WORK INSTRUCTIONS: Could you write out the data that follows, exactly and in full?
=== RECORDS PROVIDED ===
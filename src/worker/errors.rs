//! Error types for index store and worker operations

use std::path::PathBuf;

use thiserror::Error;

use crate::provider::ExtractError;

/// Result type alias for index operations.
pub type IndexResult<T> = Result<T, IndexError>;

#[derive(Debug, Error)]
pub enum IndexError {
    /// `init_database` has not run yet for this worker.
    #[error("index store is not open; init_database must be called first")]
    NotOpen,

    /// The on-disk index could not be opened or created.
    #[error("failed to open index at {path:?}: {reason}")]
    OpenFailed { path: PathBuf, reason: String },

    /// No provider is registered for the document's kind tag.
    #[error("no provider registered for kind `{0}`")]
    MissingProvider(String),

    /// The provider rejected the document or failed to extract its text.
    #[error("extraction failed for `{locator}`: {source}")]
    Extraction {
        locator: String,
        #[source]
        source: ExtractError,
    },

    /// The engine refused the document commit.
    #[error("failed to commit document {doc_id}: {reason}")]
    CommitFailed { doc_id: String, reason: String },

    #[error("invalid query: {0}")]
    QueryParse(#[from] tantivy::query::QueryParserError),

    #[error(transparent)]
    Tantivy(#[from] tantivy::TantivyError),
}

impl IndexError {
    /// Per-document failures leave the rest of the pipeline untouched;
    /// the offending document is logged and dropped.
    #[must_use]
    pub fn is_per_document(&self) -> bool {
        matches!(
            self,
            IndexError::MissingProvider(_)
                | IndexError::Extraction { .. }
                | IndexError::CommitFailed { .. }
        )
    }
}
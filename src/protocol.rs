//! Wire protocol between the caller and the worker process
//!
//! Inbound commands (caller to worker) travel as newline-delimited UTF-8
//! lines of space-separated tokens. Path and locator tokens are
//! percent-encoded so the line stays newline-free and space-safe. The
//! command set is closed and versioned; unknown commands are a recoverable
//! parse error, never fatal to the receive loop.
//!
//! Outbound events (worker to caller) are one JSON object per line.

use std::path::PathBuf;

use serde::{Deserialize, Serialize};
use thiserror::Error;
use uuid::Uuid;

use crate::types::{DocumentRef, SearchHit};

/// Bumped whenever the command or event set changes shape.
pub const PROTOCOL_VERSION: u32 = 1;

/// Result type alias for protocol parsing.
pub type ProtocolResult<T> = Result<T, ProtocolError>;

/// Errors produced while decoding a command line.
#[derive(Debug, Error, PartialEq, Eq)]
pub enum ProtocolError {
    #[error("empty command line")]
    Empty,

    #[error("unknown command `{0}`")]
    UnknownCommand(String),

    #[error("command `{command}` is missing arguments")]
    MissingArguments { command: &'static str },

    #[error("command `{command}` has unexpected trailing arguments")]
    TrailingArguments { command: &'static str },

    #[error("bad token `{token}`: {reason}")]
    BadToken { token: String, reason: String },
}

/// A command sent from the caller to the worker.
#[derive(Debug, Clone, PartialEq, Eq)]
pub enum Command {
    /// Open or create the on-disk index at the given path. Must precede any
    /// `Index` or `Search` for that campaign.
    InitDatabase { path: PathBuf },
    /// Enqueue a document for background indexing.
    Index(DocumentRef),
    /// Enqueue a ranked top-`limit` query; results arrive as a `Results`
    /// event.
    Search { terms: Vec<String>, limit: usize },
    /// Liveness probe; the worker answers with an `Ack` event.
    Ack,
    /// Orderly worker shutdown.
    Quit,
}

impl Command {
    /// Encode the command as a single newline-free wire line.
    #[must_use]
    pub fn encode(&self) -> String {
        match self {
            Command::InitDatabase { path } => {
                format!(
                    "init_database {}",
                    urlencoding::encode(&path.to_string_lossy())
                )
            }
            Command::Index(doc) => format!(
                "index {} {} {}",
                doc.id,
                urlencoding::encode(&doc.kind),
                urlencoding::encode(&doc.locator)
            ),
            Command::Search { terms, limit } => {
                format!("search {limit} {}", terms.join(" "))
            }
            Command::Ack => "ack ack".to_string(),
            Command::Quit => "quit".to_string(),
        }
    }

    /// Parse one wire line into a command.
    pub fn parse(line: &str) -> ProtocolResult<Command> {
        let mut tokens = line.split_whitespace();
        let name = tokens.next().ok_or(ProtocolError::Empty)?;
        let args: Vec<&str> = tokens.collect();

        match name {
            "init_database" => {
                let [token] = args[..] else {
                    return Err(arity_error("init_database", &args));
                };
                let path = decode_token(token)?;
                Ok(Command::InitDatabase {
                    path: PathBuf::from(path),
                })
            }
            "index" => {
                let [id, kind, locator] = args[..] else {
                    return Err(arity_error("index", &args));
                };
                let id = Uuid::parse_str(id).map_err(|e| ProtocolError::BadToken {
                    token: id.to_string(),
                    reason: e.to_string(),
                })?;
                Ok(Command::Index(DocumentRef {
                    id,
                    kind: decode_token(kind)?,
                    locator: decode_token(locator)?,
                }))
            }
            "search" => {
                let Some((limit, terms)) = args.split_first() else {
                    return Err(ProtocolError::MissingArguments { command: "search" });
                };
                if terms.is_empty() {
                    return Err(ProtocolError::MissingArguments { command: "search" });
                }
                let limit: usize = limit.parse().map_err(|e| ProtocolError::BadToken {
                    token: (*limit).to_string(),
                    reason: format!("result limit: {e}"),
                })?;
                if limit == 0 {
                    return Err(ProtocolError::BadToken {
                        token: "0".into(),
                        reason: "result limit must be greater than zero".into(),
                    });
                }
                Ok(Command::Search {
                    terms: terms.iter().map(ToString::to_string).collect(),
                    limit,
                })
            }
            "ack" => match args[..] {
                ["ack"] => Ok(Command::Ack),
                [] => Err(ProtocolError::MissingArguments { command: "ack" }),
                _ => Err(ProtocolError::TrailingArguments { command: "ack" }),
            },
            "quit" => {
                if args.is_empty() {
                    Ok(Command::Quit)
                } else {
                    Err(ProtocolError::TrailingArguments { command: "quit" })
                }
            }
            other => Err(ProtocolError::UnknownCommand(other.to_string())),
        }
    }
}

fn arity_error(command: &'static str, args: &[&str]) -> ProtocolError {
    if args.is_empty() {
        ProtocolError::MissingArguments { command }
    } else {
        ProtocolError::TrailingArguments { command }
    }
}

fn decode_token(token: &str) -> ProtocolResult<String> {
    urlencoding::decode(token)
        .map(|cow| cow.into_owned())
        .map_err(|e| ProtocolError::BadToken {
            token: token.to_string(),
            reason: e.to_string(),
        })
}

/// An asynchronous event sent from the worker back to the caller.
#[derive(Debug, Clone, PartialEq, Serialize, Deserialize)]
#[serde(tag = "event", rename_all = "snake_case")]
pub enum WorkerEvent {
    /// First event on the channel; announces the protocol version.
    Ready { version: u32 },
    /// Reply to a `Command::Ack` probe.
    Ack,
    /// A document was committed to the index.
    Indexed { doc_id: String },
    /// A document was dropped without being indexed (missing provider,
    /// extraction failure). Per-document, never fatal.
    Dropped { doc_id: String, reason: String },
    /// Ranked results for a previously enqueued query.
    Results { query: String, hits: Vec<SearchHit> },
    /// A command-level failure (e.g. the index could not be opened).
    Error { message: String },
    /// Last event before the worker exits.
    Bye,
}

impl WorkerEvent {
    /// Encode as a single JSON line (without the trailing newline).
    pub fn encode(&self) -> serde_json::Result<String> {
        serde_json::to_string(self)
    }

    /// Decode one JSON line into an event.
    pub fn parse(line: &str) -> serde_json::Result<WorkerEvent> {
        serde_json::from_str(line.trim())
    }
}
===
ANSWER TO THIS EXERCISE:
filename src/worker/errors.rs
//! Error types for index store and worker operations

use std::path::PathBuf;

use thiserror::Error;

use crate::provider::ExtractError;

/// Result type alias for index operations.
pub type IndexResult<T> = Result<T, IndexError>;

#[derive(Debug, Error)]
pub enum IndexError {
    /// `init_database` has not run yet for this worker.
    #[error("index store is not open; init_database must be called first")]
    NotOpen,

    /// The on-disk index could not be opened or created.
    #[error("failed to open index at {path:?}: {reason}")]
    OpenFailed { path: PathBuf, reason: String },

    /// No provider is registered for the document's kind tag.
    #[error("no provider registered for kind `{0}`")]
    MissingProvider(String),

    /// The provider rejected the document or failed to extract its text.
    #[error("extraction failed for `{locator}`: {source}")]
    Extraction {
        locator: String,
        #[source]
        source: ExtractError,
    },

    /// The engine refused the document commit.
    #[error("failed to commit document {doc_id}: {reason}")]
    CommitFailed { doc_id: String, reason: String },

    #[error("invalid query: {0}")]
    QueryParse(#[from] tantivy::query::QueryParserError),

    #[error(transparent)]
    Tantivy(#[from] tantivy::TantivyError),
}

impl IndexError {
    /// Per-document failures leave the rest of the pipeline untouched;
    /// the offending document is logged and dropped.
    #[must_use]
    pub fn is_per_document(&self) -> bool {
        matches!(
            self,
            IndexError::MissingProvider(_)
                | IndexError::Extraction { .. }
                | IndexError::CommitFailed { .. }
        )
    }
}
filename src/protocol.rs
//! Wire protocol between the caller and the worker process
//!
//! Inbound commands (caller to worker) travel as newline-delimited UTF-8
//! lines of space-separated tokens. Path and locator tokens are
//! percent-encoded so the line stays newline-free and space-safe. The
//! command set is closed and versioned; unknown commands are a recoverable
//! parse error, never fatal to the receive loop.
//!
//! Outbound events (worker to caller) are one JSON object per line.

use std::path::PathBuf;

use serde::{Deserialize, Serialize};
use thiserror::Error;
use uuid::Uuid;

use crate::types::{DocumentRef, SearchHit};

/// Bumped whenever the command or event set changes shape.
pub const PROTOCOL_VERSION: u32 = 1;

/// Result type alias for protocol parsing.
pub type ProtocolResult<T> = Result<T, ProtocolError>;

/// Errors produced while decoding a command line.
#[derive(Debug, Error, PartialEq, Eq)]
pub enum ProtocolError {
    #[error("empty command line")]
    Empty,

    #[error("unknown command `{0}`")]
    UnknownCommand(String),

    #[error("command `{command}` is missing arguments")]
    MissingArguments { command: &'static str },

    #[error("command `{command}` has unexpected trailing arguments")]
    TrailingArguments { command: &'static str },

    #[error("bad token `{token}`: {reason}")]
    BadToken { token: String, reason: String },
}

/// A command sent from the caller to the worker.
#[derive(Debug, Clone, PartialEq, Eq)]
pub enum Command {
    /// Open or create the on-disk index at the given path. Must precede any
    /// `Index` or `Search` for that campaign.
    InitDatabase { path: PathBuf },
    /// Enqueue a document for background indexing.
    Index(DocumentRef),
    /// Enqueue a ranked top-`limit` query; results arrive as a `Results`
    /// event.
    Search { terms: Vec<String>, limit: usize },
    /// Liveness probe; the worker answers with an `Ack` event.
    Ack,
    /// Orderly worker shutdown.
    Quit,
}

impl Command {
    /// Encode the command as a single newline-free wire line.
    #[must_use]
    pub fn encode(&self) -> String {
        match self {
            Command::InitDatabase { path } => {
                format!(
                    "init_database {}",
                    urlencoding::encode(&path.to_string_lossy())
                )
            }
            Command::Index(doc) => format!(
                "index {} {} {}",
                doc.id,
                urlencoding::encode(&doc.kind),
                urlencoding::encode(&doc.locator)
            ),
            Command::Search { terms, limit } => {
                format!("search {limit} {}", terms.join(" "))
            }
            Command::Ack => "ack ack".to_string(),
            Command::Quit => "quit".to_string(),
        }
    }

    /// Parse one wire line into a command.
    pub fn parse(line: &str) -> ProtocolResult<Command> {
        let mut tokens = line.split_whitespace();
        let name = tokens.next().ok_or(ProtocolError::Empty)?;
        let args: Vec<&str> = tokens.collect();

        match name {
            "init_database" => {
                let [token] = args[..] else {
                    return Err(arity_error("init_database", &args));
                };
                let path = decode_token(token)?;
                Ok(Command::InitDatabase {
                    path: PathBuf::from(path),
                })
            }
            "index" => {
                let [id, kind, locator] = args[..] else {
                    return Err(arity_error("index", &args));
                };
                let id = Uuid::parse_str(id).map_err(|e| ProtocolError::BadToken {
                    token: id.to_string(),
                    reason: e.to_string(),
                })?;
                Ok(Command::Index(DocumentRef {
                    id,
                    kind: decode_token(kind)?,
                    locator: decode_token(locator)?,
                }))
            }
            "search" => {
                let Some((limit, terms)) = args.split_first() else {
                    return Err(ProtocolError::MissingArguments { command: "search" });
                };
                if terms.is_empty() {
                    return Err(ProtocolError::MissingArguments { command: "search" });
                }
                let limit: usize = limit.parse().map_err(|e| ProtocolError::BadToken {
                    token: (*limit).to_string(),
                    reason: format!("result limit: {e}"),
                })?;
                if limit == 0 {
                    return Err(ProtocolError::BadToken {
                        token: "0".into(),
                        reason: "result limit must be greater than zero".into(),
                    });
                }
                Ok(Command::Search {
                    terms: terms.iter().map(ToString::to_string).collect(),
                    limit,
                })
            }
            "ack" => match args[..] {
                ["ack"] => Ok(Command::Ack),
                [] => Err(ProtocolError::MissingArguments { command: "ack" }),
                _ => Err(ProtocolError::TrailingArguments { command: "ack" }),
            },
            "quit" => {
                if args.is_empty() {
                    Ok(Command::Quit)
                } else {
                    Err(ProtocolError::TrailingArguments { command: "quit" })
                }
            }
            other => Err(ProtocolError::UnknownCommand(other.to_string())),
        }
    }
}

fn arity_error(command: &'static str, args: &[&str]) -> ProtocolError {
    if args.is_empty() {
        ProtocolError::MissingArguments { command }
    } else {
        ProtocolError::TrailingArguments { command }
    }
}

fn decode_token(token: &str) -> ProtocolResult<String> {
    urlencoding::decode(token)
        .map(|cow| cow.into_owned())
        .map_err(|e| ProtocolError::BadToken {
            token: token.to_string(),
            reason: e.to_string(),
        })
}

/// An asynchronous event sent from the worker back to the caller.
#[derive(Debug, Clone, PartialEq, Serialize, Deserialize)]
#[serde(tag = "event", rename_all = "snake_case")]
pub enum WorkerEvent {
    /// First event on the channel; announces the protocol version.
    Ready { version: u32 },
    /// Reply to a `Command::Ack` probe.
    Ack,
    /// A document was committed to the index.
    Indexed { doc_id: String },
    /// A document was dropped without being indexed (missing provider,
    /// extraction failure). Per-document, never fatal.
    Dropped { doc_id: String, reason: String },
    /// Ranked results for a previously enqueued query.
    Results { query: String, hits: Vec<SearchHit> },
    /// A command-level failure (e.g. the index could not be opened).
    Error { message: String },
    /// Last event before the worker exits.
    Bye,
}

impl WorkerEvent {
    /// Encode as a single JSON line (without the trailing newline).
    pub fn encode(&self) -> serde_json::Result<String> {
        serde_json::to_string(self)
    }

    /// Decode one JSON line into an event.
    pub fn parse(line: &str) -> serde_json::Result<WorkerEvent> {
        serde_json::from_str(line.trim())
    }
}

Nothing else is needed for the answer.